Dakikalarca Olcay'la sohbet edip onunla Korhan'ı çekiştirdiğimizde kahvelerimizi içmiş hatta bu esnada da Korhan'dan ona bir mesaj gelmişti. Olcay, Korhan'ın mesaj attığını görünce eli ayağı birbirine dolanmış ve yıllar önceki o aptal Olcay'a dönüşmüştü. Eskiden de Korhan'ın adı geçtiği an gözleri parıldıyor, elleri heyecanla titremeye başlıyordu. Bu yıllarca bastırdığı hisleri küçük bir öpücükle tekrar can bulmuş, gün yüzüne çıkmıştı ve onun için mutluydum. Sadece Olcay için değil, Korhan için de mutluydum çünkü Olcay'ın başka bir adamla beraber olması onu çok derinden yaralamıştı. Amerika'dan dönerken de epey üzüldüğünü daha dün gibi hatırlıyordum.
Aradan geçen iki saatin ardından zamanın nasıl geçtiğini anlamadığımda hava da kararmış, yağmur durmuştu. Kenan'ın bir mesajıyla kendime geldiğimde tam o an burada ne kadar oturduğumu fark etmiştim. Onun hâlâ eve geçmediğini belirten mesajını okuyup telefonumu kapatarak ayaklandığımda Olcay biraz daha oturmam için ısrar etmişti ancak çok bile kalmıştım. Ona, bir sonrakinde bize gelmesini teklif ettiğimde beni seve seve onaylamıştı. Trençkotumu giyip çantamla telefonumu alarak ona sıkıca sarıldığımda ona son uyarılarımı yapmış, onunla vedalaştıktan sonra atölyeden ayrılarak arabama binmiştim. Hava karardığı için gündüz sadece esintili olan hava biraz soğumuştı ve bunda gün boyu yağan yağmurun da etkisi olmuştu.

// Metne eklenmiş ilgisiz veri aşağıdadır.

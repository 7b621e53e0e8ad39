//! Category list shared by all account types.

use committee_shared::config::default_categories;
use serde::{Deserialize, Serialize};

use super::error::LedgerError;

/// Ordered, de-duplicated, grow-only list of category labels.
///
/// Serialized as a plain JSON array of strings.
#[derive(Debug, Clone, PartialEq, Eq, Serialize, Deserialize)]
#[serde(from = "Vec<String>", into = "Vec<String>")]
pub struct CategoryList {
    labels: Vec<String>,
}

impl CategoryList {
    /// Builds a list from labels, trimming them and dropping blanks and
    /// repeats while keeping first-seen order.
    pub fn new<I, S>(labels: I) -> Self
    where
        I: IntoIterator<Item = S>,
        S: AsRef<str>,
    {
        let mut list = Self { labels: Vec::new() };
        for label in labels {
            // Blanks are dropped silently here; `add` reports them.
            let _ = list.add(label.as_ref());
        }
        list
    }

    /// Adds a label unless an equal label is already present.
    ///
    /// Returns `true` if the list grew.
    ///
    /// # Errors
    ///
    /// Returns [`LedgerError::EmptyCategory`] for a blank label.
    pub fn add(&mut self, label: &str) -> Result<bool, LedgerError> {
        let label = label.trim();
        if label.is_empty() {
            return Err(LedgerError::EmptyCategory);
        }
        if self.contains(label) {
            return Ok(false);
        }
        self.labels.push(label.to_string());
        Ok(true)
    }

    /// Returns true if `label` is present, ignoring surrounding whitespace.
    #[must_use]
    pub fn contains(&self, label: &str) -> bool {
        let label = label.trim();
        self.labels.iter().any(|l| l == label)
    }

    /// Labels in insertion order.
    #[must_use]
    pub fn labels(&self) -> &[String] {
        &self.labels
    }

    /// Number of labels.
    #[must_use]
    pub fn len(&self) -> usize {
        self.labels.len()
    }

    /// Returns true if there are no labels.
    #[must_use]
    pub fn is_empty(&self) -> bool {
        self.labels.is_empty()
    }
}

impl Default for CategoryList {
    fn default() -> Self {
        Self::new(default_categories())
    }
}

impl From<Vec<String>> for CategoryList {
    fn from(labels: Vec<String>) -> Self {
        Self::new(labels)
    }
}

impl From<CategoryList> for Vec<String> {
    fn from(list: CategoryList) -> Self {
        list.labels
    }
}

Yola koyulup iş trafiğinden de yine kurtulduğum için yaklaşık yarım saat gibi bir sürede eve ulaşıp arabamı park etmiştim. Yol boyunca son kez Kenan'la da konuşmuş, onun yolda olduğunu öğrenmiştim.
"Hoş geldiniz Maran Hanım," diyen Jale'ye gülümsediğimde o da bana içten bir gülümseme sundu.
"Hoş buldum," derken çantamı portmantoya bırakıp trençkotumu çıkardım ve koluma astım. Ardından çantamla telefonumu elime alarak yanından geçtiğimde Olcay'ın bağırışlarını duyuyordum. "Bebeğim," diyerek salona girdiğimde mama sandalyesinde oturduğunu gördüm. Nilgün abla ona bir şeyler yedirirken beni görünce heyecanla yerinde zıpladı. Gülerek ona doğru yaklaştığımda elimdekileri bırakıp onu kucağıma almıştım. Tombul, kızarık yanaklarına birer koca öpücük kondurup kokusunu içime çektiğimde gülüyordu. "Oy çok özledim seni.." derken minik kollarını boynuma doladı.
"Hoş geldin kızım," diyen Nilgün ablaya gülücüklerimi gönderdiğimde o da oturduğu yerden ayaklanmıştı. Elindeki boş kâseyi gördüğümde Olcay'ın akşam yemeğini de kaçırdığımı fark ettim. Sohbete öylesine dalmıştım ki bunu bile kaçırmıştım.
"Hoş buldum ablacığım," dedim, sevecen bir şekilde. "Ne yaptınız, yordu mu sizi benimki?" dediğimde gülüp Olcay'a bir bakış attı. İkisi de Olcay'a bayılıyordu ve onunla uğraşmak onlara büyük bir keyif veriyordu.
"Olur mu öyle şey?" dedi, teessüf eder gibi. Olcay, ona bir gülücük gönderdiğinde kıkırdadım ve boynunda asılı olan önlüğünü çıkarıp mama sandalyesinin üzerine bıraktım. Saçından yayılan şampuan kokusuna bakılırsa yeni banyo yapmıştı. Hava da biraz serin olduğundan salonun bahçeye açılan kapısı çok hafifçe aralık bırakılmış, onun üzerine uzun kollu bir pijama takımı giydirmişlerdi. Birkaç dakika onunla ilgilenip onu Jale'ye teslim ettiğimde duş almak için eşyalarımı alarak yukarı çıkmıştım. Yukarı çıkıp eşyalarımı giyinme odasına bıraktıktan sonra topuklu ayakkabılarımı ve takılarımı tek tek çıkardım. Üzerimdeki kıyafetleri de çıkarıp sadece iç çamaşırlarımla kaldığımda kıyafetleri kirli sepetinin içerisine atıp suyu ayarladım. Akan su yavaşça küveti doldururken içerisine banyo topunu atmıştım. O yavaşça eriyip köpük oluştururken ben de güzelce makyajımı temizleyip iç çamaşırlarımdan da kurtularak küvete girdim.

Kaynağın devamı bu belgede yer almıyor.